Thomas Mann has followed Congress for a long time. He's a congressional scholar at the Brookings Institution here in Washington, and he says the careening from fiscal crisis to fiscal crisis has taken a toll.

THOMAS MANN: It's really quite devastating. We've come through the worst financial economic crisis since the Great Depression in reasonably good shape. But in the course of setting up these artificial crises and insisting on immediate cuts, we've actually slowed the rate of growth. We've made job creation all the more difficult and, in general, embarrassed ourselves in front of the rest of the world.

MARTIN: Interesting though, Wall Street seems to have adapted to this "new normal." quote, unquote. But is this a good thing that Wall Street has adapted, or not a good thing?

MANN: That's a good question.

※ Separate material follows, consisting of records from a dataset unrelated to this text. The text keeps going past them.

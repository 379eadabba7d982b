// API handlers - JSON endpoints consumed by the site
//
// All responses are JSON. Validation endpoints always answer 200 with the
// verdict in the body; only /api/contact maps outcomes to status codes.

use super::AppState;
use crate::config::VERSION;
use crate::contact::{ClientInfo, MessageStore, Notification, SubmitError, SubmitOutcome};
use crate::notify::{EmailStatus, Notifier};
use crate::projects::{ProjectFeed, ProjectSource};
use crate::validation::{EmailValidation, Submission, ValidationResult};
use axum::extract::rejection::JsonRejection;
use axum::extract::{ConnectInfo, State};
use axum::http::{header, HeaderMap, StatusCode};
use axum::response::IntoResponse;
use axum::Json;
use serde::{Deserialize, Serialize};
use std::net::SocketAddr;

// ─────────────────────────────────────────────────────────────────────────────
// Errors
// ─────────────────────────────────────────────────────────────────────────────

/// API error types
#[derive(Debug)]
pub enum ApiError {
    /// Body missing or not the expected JSON
    BadRequest(String),
    /// Submission failed validation
    Unprocessable {
        errors: Vec<String>,
        message: String,
    },
    Internal(String),
}

impl ApiError {
    /// Map a failed submission to its response, using the owner address in
    /// the fallback message
    pub fn from_submit(err: SubmitError, owner_email: &str) -> Self {
        let message = err.status_line(owner_email);
        match err {
            SubmitError::Invalid(result) => Self::Unprocessable {
                errors: result.errors,
                message,
            },
            SubmitError::Store(_) => Self::Internal(message),
        }
    }
}

impl From<JsonRejection> for ApiError {
    fn from(rejection: JsonRejection) -> Self {
        Self::BadRequest(rejection.body_text())
    }
}

/// Body of every non-2xx response
#[derive(Debug, Serialize)]
struct FailureBody {
    status: &'static str,
    message: String,
    #[serde(skip_serializing_if = "Option::is_none")]
    errors: Option<Vec<String>>,
}

impl IntoResponse for ApiError {
    fn into_response(self) -> axum::response::Response {
        let (status, message, errors) = match self {
            ApiError::BadRequest(msg) => (StatusCode::BAD_REQUEST, msg, None),
            ApiError::Unprocessable { errors, message } => {
                (StatusCode::UNPROCESSABLE_ENTITY, message, Some(errors))
            }
            ApiError::Internal(msg) => (StatusCode::INTERNAL_SERVER_ERROR, msg, None),
        };

        if status.is_server_error() {
            tracing::error!("API error: {} - {}", status, message);
        } else {
            tracing::debug!("API error: {} - {}", status, message);
        }

        let body = FailureBody {
            status: "failed",
            message,
            errors,
        };
        (status, Json(body)).into_response()
    }
}

// ─────────────────────────────────────────────────────────────────────────────
// Health and status
// ─────────────────────────────────────────────────────────────────────────────

#[derive(Debug, Serialize)]
pub struct HealthResponse {
    pub status: String,
    pub version: String,
    pub email: EmailStatus,
}

pub async fn health<S, N>(State(state): State<AppState<S, N>>) -> Json<HealthResponse>
where
    S: MessageStore + ProjectSource + 'static,
    N: Notifier + 'static,
{
    Json(HealthResponse {
        status: "ok".to_string(),
        version: VERSION.to_string(),
        email: state.contact.email_status(),
    })
}

#[derive(Debug, Serialize)]
pub struct EmailStatusResponse {
    pub status: EmailStatus,
}

pub async fn email_status<S, N>(State(state): State<AppState<S, N>>) -> Json<EmailStatusResponse>
where
    S: MessageStore + ProjectSource + 'static,
    N: Notifier + 'static,
{
    Json(EmailStatusResponse {
        status: state.contact.email_status(),
    })
}

// ─────────────────────────────────────────────────────────────────────────────
// Projects
// ─────────────────────────────────────────────────────────────────────────────

/// Project feed; falls back to sample projects when the store is unreadable
pub async fn projects<S, N>(State(state): State<AppState<S, N>>) -> Json<ProjectFeed>
where
    S: MessageStore + ProjectSource + 'static,
    N: Notifier + 'static,
{
    Json(ProjectFeed::load(state.store.as_ref()))
}

// ─────────────────────────────────────────────────────────────────────────────
// Validation
// ─────────────────────────────────────────────────────────────────────────────

pub async fn validate_form<S, N>(
    State(state): State<AppState<S, N>>,
    payload: Result<Json<Submission>, JsonRejection>,
) -> Result<Json<ValidationResult>, ApiError>
where
    S: MessageStore + ProjectSource + 'static,
    N: Notifier + 'static,
{
    let Json(submission) = payload?;
    Ok(Json(state.contact.validator().validate_form(&submission)))
}

#[derive(Debug, Deserialize)]
pub struct EmailCheckRequest {
    #[serde(default)]
    pub email: String,
}

pub async fn validate_email<S, N>(
    State(state): State<AppState<S, N>>,
    payload: Result<Json<EmailCheckRequest>, JsonRejection>,
) -> Result<Json<EmailValidation>, ApiError>
where
    S: MessageStore + ProjectSource + 'static,
    N: Notifier + 'static,
{
    let Json(request) = payload?;
    Ok(Json(state.contact.validator().validate_email(&request.email)))
}

// ─────────────────────────────────────────────────────────────────────────────
// Contact
// ─────────────────────────────────────────────────────────────────────────────

#[derive(Debug, Serialize)]
pub struct ContactResponse {
    pub status: &'static str,
    pub id: String,
    pub notification: Notification,
    /// Status line to show under the form
    pub message: String,
}

impl From<SubmitOutcome> for ContactResponse {
    fn from(outcome: SubmitOutcome) -> Self {
        Self {
            status: "succeeded",
            id: outcome.id,
            notification: outcome.notification,
            message: outcome.notification.status_line().to_string(),
        }
    }
}

/// Validate, store, and (when configured) email a contact form submission
pub async fn contact<S, N>(
    State(state): State<AppState<S, N>>,
    connect_info: Option<ConnectInfo<SocketAddr>>,
    headers: HeaderMap,
    payload: Result<Json<Submission>, JsonRejection>,
) -> Result<Json<ContactResponse>, ApiError>
where
    S: MessageStore + ProjectSource + 'static,
    N: Notifier + 'static,
{
    let Json(submission) = payload?;

    let client = ClientInfo {
        ip_address: connect_info.map(|ConnectInfo(addr)| addr.ip().to_string()),
        user_agent: headers
            .get(header::USER_AGENT)
            .and_then(|v| v.to_str().ok())
            .map(str::to_string),
    };

    state
        .contact
        .submit(submission, client)
        .await
        .map(|outcome| Json(outcome.into()))
        .map_err(|e| ApiError::from_submit(e, &state.owner_email))
}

Wall Street and, frankly, the bond market are responding to the fundamentals of our economy and the U.S. relative to the rest of the world. More immediately, the sequester itself is not seen as capable of disrupting the macroeconomy. The damage it does is uneven across the country and to individual Americans. It will roll out slowly over time and it will hurt us on the longer-term quest to make the kind of investments and changes we need to thrive over the long haul. But it's just not an immediate catastrophe for the overall economy.

Listen to the full interview at npr.org »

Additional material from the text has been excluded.